The record movement demonstrates how cargo airlines can rapidly scale capacity to meet seasonal demand, bolstering Kenya’s horticulture exports and reinforcing Europe’s Valentine’s supply chain.
The Kenya‑Europe flower corridor has become a linchpin for Valentine’s Day commerce, with Nairobi supplying a significant share of Europe’s roses and carnations. Unlike bulk commodities, cut flowers demand ultra‑fast, temperature‑controlled transport to preserve freshness, making dedicated cargo capacity essential. NAM’s decision to augment its schedule ahead of the 2025 peak reflects a broader industry shift toward flexible, demand‑driven routing, allowing airlines to capture high‑margin seasonal traffic without compromising regular service levels.

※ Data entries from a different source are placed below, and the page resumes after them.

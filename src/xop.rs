//! `multipart/related` (XOP) streaming with an eagerly loaded manifest.
//!
//! An XOP package (`application/xop+xml` inside `multipart/related`) starts
//! with a root XML document that references the binary parts following it by
//! `Content-ID`. [`XopStreamer`] reads that first part into memory up front
//! and then streams the attachments like [`MimeStreamer`].

use crate::config::{LeadingContent, StreamerConfig};
use crate::error::{Error, Result};
use crate::line::Line;
use crate::media_type::parse_media_type;
use crate::streamer::{BodyLines, MimeStreamer, OwnedPart, Part, ReaderLines};
use bytes::Buf;
use futures::Stream;
use std::collections::HashMap;
use std::io;
use tokio::io::AsyncRead;
use tracing::debug;

const MULTIPART_RELATED: &str = "multipart/related";

/// Streamer for `multipart/related` content whose first part is a manifest.
#[derive(Debug)]
pub struct XopStreamer<S> {
    inner: MimeStreamer<S>,
    manifest: OwnedPart,
    params: HashMap<String, String>,
}

impl<R> XopStreamer<ReaderLines<R>>
where
    R: AsyncRead + Unpin,
{
    /// Creates a streamer over `reader` given the package's `Content-Type`,
    /// and loads the manifest part.
    ///
    /// # Examples
    ///
    /// ```
    /// use mime_streamer::XopStreamer;
    ///
    /// # async fn example() -> mime_streamer::Result<()> {
    /// let body = b"--MIME_boundary\r\n\
    /// Content-Type: application/xop+xml\r\n\
    /// Content-ID: <root@example.org>\r\n\
    /// \r\n\
    /// <doc/>\r\n\
    /// --MIME_boundary\r\n\
    /// Content-ID: <image@example.org>\r\n\
    /// \r\n\
    /// \x89PNG\r\n\
    /// --MIME_boundary--\r\n";
    /// let ct = "multipart/related; type=\"application/xop+xml\"; boundary=\"MIME_boundary\"";
    ///
    /// let mut streamer = XopStreamer::new(ct, &body[..]).await?;
    /// assert_eq!(streamer.manifest().headers.content_id(), Some("<root@example.org>"));
    ///
    /// let mut image = streamer.get_next_part().await?;
    /// let png = image.content().read_to_boundary().await?;
    /// assert_eq!(&png[..], b"\x89PNG\r\n");
    /// # Ok(())
    /// # }
    /// ```
    pub async fn new(content_type: &str, reader: R) -> Result<Self> {
        let (config, params) = related_config(content_type)?;
        Self::load(MimeStreamer::with_config(reader, config), params).await
    }
}

impl<St, B, E> XopStreamer<BodyLines<St, B>>
where
    St: Stream<Item = std::result::Result<B, E>> + Unpin,
    B: Buf + Unpin,
    E: Into<io::Error>,
{
    /// Creates a streamer over a response body given its `Content-Type`, and
    /// loads the manifest part.
    pub async fn from_body(content_type: &str, body: St) -> Result<Self> {
        let (_, params) = related_config(content_type)?;
        Self::load(MimeStreamer::from_body(content_type, body)?, params).await
    }
}

impl<S> XopStreamer<S>
where
    S: Stream<Item = io::Result<Line>> + Unpin,
{
    /// Creates a streamer over any line source given the package's
    /// `Content-Type`, and loads the manifest part.
    pub async fn from_lines(content_type: &str, lines: S) -> Result<Self> {
        let (config, params) = related_config(content_type)?;
        Self::load(MimeStreamer::from_lines(lines, config), params).await
    }

    async fn load(mut inner: MimeStreamer<S>, params: HashMap<String, String>) -> Result<Self> {
        let manifest = match inner.get_next_part().await {
            Ok(part) => part.into_owned().await?,
            Err(Error::NoPart) => {
                return Err(Error::parsing("multipart/related content has no manifest part"));
            }
            Err(e) => return Err(e),
        };
        debug!(
            "Loaded manifest part {:?} ({} bytes)",
            manifest.headers.content_id(),
            manifest.content.len()
        );

        Ok(Self {
            inner,
            manifest,
            params,
        })
    }

    /// The first part, read into memory.
    pub fn manifest(&self) -> &OwnedPart {
        &self.manifest
    }

    /// The `start` parameter: the `Content-ID` of the root part, if declared.
    pub fn start(&self) -> Option<&str> {
        self.param("start")
    }

    /// The `start-info` parameter, if declared.
    pub fn start_info(&self) -> Option<&str> {
        self.param("start-info")
    }

    /// The `type` parameter: the media type of the root part, if declared.
    pub fn root_type(&self) -> Option<&str> {
        self.param("type")
    }

    /// Any `Content-Type` parameter by lowercase name.
    pub fn param(&self, name: &str) -> Option<&str> {
        self.params.get(name).map(String::as_str)
    }

    /// The package boundary token.
    pub fn boundary(&self) -> Option<&str> {
        self.inner.boundary()
    }

    /// Returns the next attachment, or [`Error::NoPart`] after the last one.
    pub async fn get_next_part(&mut self) -> Result<Part<'_, S>> {
        self.inner.get_next_part().await
    }

    /// Returns the next attachment, or `None` after the last one.
    pub async fn next_part(&mut self) -> Result<Option<Part<'_, S>>> {
        self.inner.next_part().await
    }

    /// Consumes the wrapper, returning the manifest and the underlying
    /// streamer. A half-read attachment is drained first.
    pub async fn into_parts(mut self) -> Result<(OwnedPart, MimeStreamer<S>)> {
        self.inner.finish_part().await?;
        Ok((self.manifest, self.inner))
    }
}

fn related_config(content_type: &str) -> Result<(StreamerConfig, HashMap<String, String>)> {
    let (media_type, params) = parse_media_type(content_type)?;
    if media_type != MULTIPART_RELATED {
        return Err(Error::NotMultipartRelated(media_type));
    }

    let boundary = params
        .get("boundary")
        .filter(|b| !b.is_empty())
        .ok_or(Error::MissingBoundary)?;

    // Forward to the first boundary line; the package headers came out of band
    let config = StreamerConfig::new()
        .with_boundary(boundary.clone())?
        .leading_content(LeadingContent::Discard);
    Ok((config, params))
}

#[cfg(test)]
mod tests {
    use super::*;
    use bytes::Bytes;
    use futures::stream;

    const CONTENT_TYPE: &str = "multipart/related; type=\"application/xop+xml\"; \
start=\"<mymessage.xml@example.org>\"; start-info=\"text/xml\";\r\n\tboundary=\"MIME_boundary\"";

    const XOP: &[u8] = b"--MIME_boundary\r\n\
Content-Type: application/xop+xml; charset=UTF-8; type=\"text/xml\"\r\n\
Content-Transfer-Encoding: 8bit\r\n\
Content-ID: <mymessage.xml@example.org>\r\n\
\r\n\
<soap:Envelope xmlns:soap='http://www.w3.org/2003/05/soap-envelope'>\r\n\
<xop:Include href='cid:http://example.org/me.png'/>\r\n\
</soap:Envelope>\r\n\
\r\n\
--MIME_boundary\r\n\
Content-Type: image/png\r\n\
Content-Transfer-Encoding: binary\r\n\
Content-ID: <http://example.org/me.png>\r\n\
\r\n\
23580\r\n\
\r\n\
--MIME_boundary\r\n\
Content-Type: application/pkcs7-signature\r\n\
Content-Transfer-Encoding: binary\r\n\
Content-ID: <http://example.org/my.hsh>\r\n\
\r\n\
7923579\r\n\
--MIME_boundary--\r\n";

    #[tokio::test]
    async fn test_xop_example() {
        let mut streamer = XopStreamer::new(CONTENT_TYPE, XOP).await.unwrap();
        assert_eq!(streamer.boundary(), Some("MIME_boundary"));
        assert_eq!(streamer.start(), Some("<mymessage.xml@example.org>"));
        assert_eq!(streamer.start_info(), Some("text/xml"));
        assert_eq!(streamer.root_type(), Some("application/xop+xml"));

        let manifest = streamer.manifest();
        assert!(manifest
            .headers
            .get_or("content-type", "")
            .starts_with("application/xop+xml"));
        assert_eq!(manifest.headers.content_id(), Some("<mymessage.xml@example.org>"));
        assert!(manifest.content.starts_with(b"<soap:Envelope"));

        {
            let mut part = streamer.get_next_part().await.unwrap();
            assert_eq!(part.headers.content_id(), Some("<http://example.org/me.png>"));
            assert_eq!(&part.content().read_to_boundary().await.unwrap()[..], b"23580\r\n\r\n");
        }

        {
            let mut part = streamer.get_next_part().await.unwrap();
            assert_eq!(part.headers.content_id(), Some("<http://example.org/my.hsh>"));
            assert_eq!(&part.content().read_to_boundary().await.unwrap()[..], b"7923579\r\n");
        }

        assert!(streamer.next_part().await.unwrap().is_none());
    }

    #[tokio::test]
    async fn test_from_body_chunks() {
        let chunks: Vec<io::Result<Bytes>> = XOP
            .chunks(7)
            .map(|c| Ok(Bytes::copy_from_slice(c)))
            .collect();
        let streamer = XopStreamer::from_body(CONTENT_TYPE, stream::iter(chunks))
            .await
            .unwrap();
        let (manifest, mut inner) = streamer.into_parts().await.unwrap();
        assert_eq!(manifest.headers.content_id(), Some("<mymessage.xml@example.org>"));

        let mut ids = Vec::new();
        while let Some(part) = inner.next_part().await.unwrap() {
            ids.push(part.headers.content_id().unwrap_or_default().to_string());
        }
        assert_eq!(ids, vec!["<http://example.org/me.png>", "<http://example.org/my.hsh>"]);
    }

    #[tokio::test]
    async fn test_into_parts_after_partial_attachment() {
        let mut streamer = XopStreamer::new(CONTENT_TYPE, XOP).await.unwrap();
        {
            let mut image = streamer.get_next_part().await.unwrap();
            assert_eq!(&image.content().read_up_to(3).await.unwrap()[..], b"235");
        }

        let (_, mut inner) = streamer.into_parts().await.unwrap();
        assert_eq!(inner.parts_read(), 2);
        let part = inner.get_next_part().await.unwrap();
        assert_eq!(part.headers.content_id(), Some("<http://example.org/my.hsh>"));
    }

    #[tokio::test]
    async fn test_rejects_other_content_types() {
        let err = XopStreamer::new("multipart/mixed; boundary=x", XOP).await.unwrap_err();
        assert!(matches!(err, Error::NotMultipartRelated(ref t) if t == "multipart/mixed"));

        let err = XopStreamer::new("multipart/related", XOP).await.unwrap_err();
        assert!(matches!(err, Error::MissingBoundary));
    }

    #[tokio::test]
    async fn test_missing_manifest() {
        let err = XopStreamer::new("multipart/related; boundary=b", &b"--b\r\n\r\n"[..])
            .await
            .unwrap_err();
        assert!(matches!(err, Error::Parsing(_)));
    }
}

NAM leveraged its Boeing 747F fleet, a workhorse for heavy, time‑sensitive cargo, to haul more than 100 tonnes per flight. The addition of 15 ad‑hoc rotations on top of the baseline eight‑flight weekly cadence illustrates how airlines can mobilize spare aircraft and crew resources quickly. For Kenyan growers, this translates into higher export volumes, better price realization, and reduced reliance on slower multimodal routes. Ground handling teams in Nairobi and Liège coordinated tightly, ensuring rapid pallet turnover and seamless road‑to‑air transfers that keep the flowers within a narrow freshness window.

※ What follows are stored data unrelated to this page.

#![no_main]

use libfuzzer_sys::fuzz_target;
use mime_streamer::{LeadingContent, MimeStreamer, StreamerConfig};
use tokio::io::AsyncReadExt;
use tokio::runtime::Builder;

fuzz_target!(|data: &[u8]| {
    let rt = Builder::new_current_thread().build().unwrap();

    rt.block_on(async {
        // Discovered boundary
        let mut streamer = MimeStreamer::new(data);
        for _ in 0..100 {
            match streamer.next_part().await {
                Ok(Some(mut part)) => {
                    let mut body = Vec::new();
                    let _ = (&mut part).take(1024 * 1024).read_to_end(&mut body).await;
                }
                Ok(None) | Err(_) => break,
            }
        }

        // Known boundary, bodies left for the streamer to drain
        let config = StreamerConfig::new()
            .with_boundary("boundary")
            .unwrap()
            .leading_content(LeadingContent::Discard);
        let mut streamer = MimeStreamer::with_config(data, config);
        for _ in 0..100 {
            match streamer.next_part().await {
                Ok(Some(_part)) => {}
                Ok(None) | Err(_) => break,
            }
        }
    });
});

Looking forward, the success of this peak operation signals opportunities for other perishable sectors—such as fresh produce and pharmaceuticals—to adopt similar surge‑capacity models. Competitors may respond by expanding dedicated freighter fleets or forming joint ventures with horticultural exporters. For NAM, the record sets a benchmark for future seasonal peaks and positions the carrier as a preferred logistics partner in the high‑value, time‑critical cargo market, reinforcing its role in global supply‑chain resilience.